** Supplied records follows **

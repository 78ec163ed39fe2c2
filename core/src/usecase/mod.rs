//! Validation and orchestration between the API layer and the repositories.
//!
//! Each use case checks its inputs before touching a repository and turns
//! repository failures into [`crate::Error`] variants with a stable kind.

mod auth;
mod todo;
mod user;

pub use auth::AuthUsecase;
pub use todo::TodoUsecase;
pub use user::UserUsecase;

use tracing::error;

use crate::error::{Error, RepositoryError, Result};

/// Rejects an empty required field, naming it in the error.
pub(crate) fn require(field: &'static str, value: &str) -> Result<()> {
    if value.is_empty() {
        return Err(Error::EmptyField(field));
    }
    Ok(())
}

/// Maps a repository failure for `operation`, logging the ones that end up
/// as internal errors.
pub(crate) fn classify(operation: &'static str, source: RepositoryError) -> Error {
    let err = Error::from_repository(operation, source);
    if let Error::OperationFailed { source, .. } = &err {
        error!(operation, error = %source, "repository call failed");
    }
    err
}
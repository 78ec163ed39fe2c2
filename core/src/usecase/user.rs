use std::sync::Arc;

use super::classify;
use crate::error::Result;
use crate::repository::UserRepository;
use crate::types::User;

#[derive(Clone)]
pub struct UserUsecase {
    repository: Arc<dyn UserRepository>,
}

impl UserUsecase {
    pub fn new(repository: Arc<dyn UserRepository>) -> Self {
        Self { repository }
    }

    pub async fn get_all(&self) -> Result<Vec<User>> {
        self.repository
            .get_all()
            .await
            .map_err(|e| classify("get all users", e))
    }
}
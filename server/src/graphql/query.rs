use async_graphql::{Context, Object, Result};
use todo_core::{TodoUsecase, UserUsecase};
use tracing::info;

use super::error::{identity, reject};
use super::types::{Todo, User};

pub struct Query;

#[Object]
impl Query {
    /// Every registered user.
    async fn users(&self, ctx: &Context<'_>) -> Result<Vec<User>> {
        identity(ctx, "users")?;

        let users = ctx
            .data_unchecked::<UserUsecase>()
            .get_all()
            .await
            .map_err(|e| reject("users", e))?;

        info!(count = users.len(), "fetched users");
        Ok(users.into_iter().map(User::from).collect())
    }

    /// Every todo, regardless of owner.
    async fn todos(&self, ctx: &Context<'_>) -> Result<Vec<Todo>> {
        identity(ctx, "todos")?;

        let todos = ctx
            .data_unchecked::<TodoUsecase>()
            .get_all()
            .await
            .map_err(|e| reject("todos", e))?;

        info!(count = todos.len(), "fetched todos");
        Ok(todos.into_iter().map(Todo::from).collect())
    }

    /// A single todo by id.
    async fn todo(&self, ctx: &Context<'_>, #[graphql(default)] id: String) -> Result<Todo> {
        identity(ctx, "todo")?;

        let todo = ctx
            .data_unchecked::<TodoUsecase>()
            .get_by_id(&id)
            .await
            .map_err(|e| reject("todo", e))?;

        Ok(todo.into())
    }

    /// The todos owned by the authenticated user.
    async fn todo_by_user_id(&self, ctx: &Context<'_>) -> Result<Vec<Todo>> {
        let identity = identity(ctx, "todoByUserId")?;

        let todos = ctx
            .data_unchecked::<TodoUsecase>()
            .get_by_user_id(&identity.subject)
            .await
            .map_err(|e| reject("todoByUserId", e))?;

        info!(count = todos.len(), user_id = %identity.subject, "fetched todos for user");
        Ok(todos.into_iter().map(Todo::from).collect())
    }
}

** End of Supplied records **
** Supplied records follows **

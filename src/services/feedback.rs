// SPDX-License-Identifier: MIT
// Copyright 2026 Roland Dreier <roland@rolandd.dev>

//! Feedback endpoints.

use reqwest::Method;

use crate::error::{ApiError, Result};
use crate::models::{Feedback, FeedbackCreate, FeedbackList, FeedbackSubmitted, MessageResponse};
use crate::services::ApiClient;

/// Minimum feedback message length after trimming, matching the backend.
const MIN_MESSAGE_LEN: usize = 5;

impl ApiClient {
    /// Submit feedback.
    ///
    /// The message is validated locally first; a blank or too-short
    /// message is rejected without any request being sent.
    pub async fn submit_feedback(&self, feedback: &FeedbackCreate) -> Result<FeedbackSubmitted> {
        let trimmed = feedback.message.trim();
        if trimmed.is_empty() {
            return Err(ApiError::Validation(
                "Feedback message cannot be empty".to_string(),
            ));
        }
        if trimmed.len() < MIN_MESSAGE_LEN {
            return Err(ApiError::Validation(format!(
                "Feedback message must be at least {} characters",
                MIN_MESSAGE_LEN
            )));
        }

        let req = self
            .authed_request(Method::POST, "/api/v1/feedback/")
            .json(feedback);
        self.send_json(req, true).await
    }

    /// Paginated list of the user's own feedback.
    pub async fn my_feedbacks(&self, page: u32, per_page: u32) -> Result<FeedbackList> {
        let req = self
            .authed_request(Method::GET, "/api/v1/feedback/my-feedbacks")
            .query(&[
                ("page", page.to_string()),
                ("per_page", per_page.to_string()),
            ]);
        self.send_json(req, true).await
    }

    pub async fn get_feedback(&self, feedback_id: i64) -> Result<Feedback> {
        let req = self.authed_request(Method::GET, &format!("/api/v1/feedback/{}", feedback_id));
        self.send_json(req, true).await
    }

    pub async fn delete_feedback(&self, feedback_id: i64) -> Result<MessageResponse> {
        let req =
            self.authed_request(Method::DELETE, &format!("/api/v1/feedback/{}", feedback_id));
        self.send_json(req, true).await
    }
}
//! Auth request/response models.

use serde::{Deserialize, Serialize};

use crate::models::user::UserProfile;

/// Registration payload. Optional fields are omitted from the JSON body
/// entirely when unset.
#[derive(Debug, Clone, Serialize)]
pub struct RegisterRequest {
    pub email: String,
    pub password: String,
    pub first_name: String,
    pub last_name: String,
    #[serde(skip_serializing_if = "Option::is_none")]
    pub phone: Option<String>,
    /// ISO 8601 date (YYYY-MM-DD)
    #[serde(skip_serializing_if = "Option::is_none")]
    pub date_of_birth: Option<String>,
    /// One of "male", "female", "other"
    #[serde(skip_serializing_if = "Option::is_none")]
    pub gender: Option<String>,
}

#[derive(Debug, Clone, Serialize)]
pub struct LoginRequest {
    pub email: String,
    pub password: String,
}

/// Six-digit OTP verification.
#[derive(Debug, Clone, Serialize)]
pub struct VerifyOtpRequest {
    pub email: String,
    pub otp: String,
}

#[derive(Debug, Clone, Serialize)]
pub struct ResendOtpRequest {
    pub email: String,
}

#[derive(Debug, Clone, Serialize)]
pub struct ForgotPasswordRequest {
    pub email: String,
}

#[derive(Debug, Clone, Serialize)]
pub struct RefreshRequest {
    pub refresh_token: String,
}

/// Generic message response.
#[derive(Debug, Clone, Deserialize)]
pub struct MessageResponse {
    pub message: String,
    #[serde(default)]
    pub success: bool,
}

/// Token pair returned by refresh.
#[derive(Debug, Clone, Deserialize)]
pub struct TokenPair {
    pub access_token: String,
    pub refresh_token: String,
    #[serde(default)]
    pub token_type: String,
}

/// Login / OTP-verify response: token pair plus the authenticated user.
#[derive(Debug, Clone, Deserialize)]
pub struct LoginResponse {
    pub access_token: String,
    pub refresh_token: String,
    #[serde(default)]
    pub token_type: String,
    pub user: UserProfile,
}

** End of Supplied records **

■ **What you have to do**
All that is needed is how many lines of the data contain "Context", stated as a number.

■ **Written solution**
5